The reviewer's discussion is based on the phenomenon in 2 DNA strands. The reviewer writes: "symmetry between the two DNA strands, i.e. the base composition in one strand is not significantly different from the base composition in the other strand... Since by Watson-Crick base-pairing rules, we only have C-G/G-C and A-T/T-A pairs ...". The debate is about PR2, a phenomenon of base compositions in the DNA single strand, while the reviewer's discussion is about DNA double strands. Because of this misunderstanding, the reviewer's discussion about S and H becomes almost irrelevant.

## Reviewer comments

Thus, I agree with Elhaik et al. that the variation of S and H across different genomes is dominated by the variation in GC-content.

### Author's response

Here the reviewer agrees with Elhaik et al. for a point that Elhaik et al. did not intend to make. Elhaik et al. studied the variations of Z-curve's 3 components (x,y,z) using 235 bacterial genomes, and found that the z component (which is related to GC content) contributed to most of the variance, comparing to x and y components (please refer to the figure 4 in ref. [5]). Note that the studied variations are about Z-curve, not related to S and H.

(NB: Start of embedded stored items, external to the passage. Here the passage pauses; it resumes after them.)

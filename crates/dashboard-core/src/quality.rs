//! Metric catalog and threshold classification for code-quality measures.

use crate::models::{MetricStatus, QualityMetric};

/// Metric keys requested from the quality server, in display order.
pub const METRIC_KEYS: [&str; 5] = [
    "coverage",
    "duplicated_lines_density",
    "sqale_index",
    "code_smells",
    "bugs",
];

/// Build a classified metric card for a known metric key.
///
/// Values arrive already normalized to display units (sqale_index in
/// hours). Unknown keys yield None so callers can skip measures this
/// dashboard does not chart.
pub fn build_metric(key: &str, value: f64) -> Option<QualityMetric> {
    let (name, unit, description, status) = match key {
        "coverage" => (
            "Code Coverage",
            "%",
            "Percentage of code covered by tests",
            if value >= 80.0 {
                MetricStatus::Good
            } else if value >= 50.0 {
                MetricStatus::Warning
            } else {
                MetricStatus::Critical
            },
        ),
        "duplicated_lines_density" => (
            "Duplication",
            "%",
            "Percentage of duplicated code",
            if value <= 5.0 {
                MetricStatus::Good
            } else if value <= 15.0 {
                MetricStatus::Warning
            } else {
                MetricStatus::Critical
            },
        ),
        "sqale_index" => (
            "Technical Debt",
            "h",
            "Hours needed to fix all issues",
            if value <= 8.0 {
                MetricStatus::Good
            } else if value <= 40.0 {
                MetricStatus::Warning
            } else {
                MetricStatus::Critical
            },
        ),
        "code_smells" => (
            "Code Smells",
            "",
            "Number of code smells detected",
            if value < 20.0 {
                MetricStatus::Good
            } else if value < 100.0 {
                MetricStatus::Warning
            } else {
                MetricStatus::Critical
            },
        ),
        "bugs" => (
            "Bugs",
            "",
            "Number of bugs detected",
            if value == 0.0 {
                MetricStatus::Good
            } else if value <= 5.0 {
                MetricStatus::Warning
            } else {
                MetricStatus::Critical
            },
        ),
        _ => return None,
    };

    Some(QualityMetric {
        key: key.to_string(),
        name: name.to_string(),
        value,
        unit: unit.to_string(),
        status,
        description: description.to_string(),
    })
}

Nevertheless, it is true that distributions of S and H are indeed quite related to the GC content. But that is a conclusion made by myself in the original article. Please refer to the figure 3 in ref. [2] and the text therein.

## Reviewer comments

The author asserts in several places that, indeed, these deviations are highly meaningful but frustratingly fails to give citations to back this claim up. My own recollection is that in bacteria the G/C-skew has been proposed to be a result of different mutational spectra acting on the leading and lagging strands (and would thus not necessarily have functional implications).

### Author's response

Deviations from PR2 result from both mutation and selection pressures, reflecting biases in, e.g., DNA replication, transcription and repair. I added a review article.

## Reviewer comments

However, this seems to now confound the question of local compositional biases and their functional implications versus global patterns of base composition, because as far as I can tell Elhaik et al. were talking about global compositional patterns.

### Author's response

No. Elhaik et al. concluded that Z-curve suffers from "over-dimensionality", without restricting their conclusion to global compositional patterns only. Z-curve can be used to study any DNA sequences, such as whole genomes, protein coding genes, promoter sequences and translation start sites. Therefore, one part of their analysis that is logically flawed is that they analyzed a subset of bacterial genomes but tried to make a general conclusion for all DNA sequences. In my rebuttal, however, I have to show separately that for both whole genomes and short DNA segments, their conclusion is wrong.

## Reviewer comments

Finally, the remark that S can be calculated faster than H 'which is especially important for handling large genomes' does not make a lot of sense to me. If one really worries about computational costs in calculating H one could calculate f*log(f) for all values of before-hand and store them in a table.

### Author's response

The reviewer finally suggests that one could calculate f*log(f) for all values beforehand and store them in a table. However, this suggestion is not practical. Both S and H are real numbers. The number of all real numbers within the interval, e.g., [0,1] is infinite. Therefore, the table that contains 'all values' cannot be saved, unless with the infinitely large computer storage, which, however, does not exist.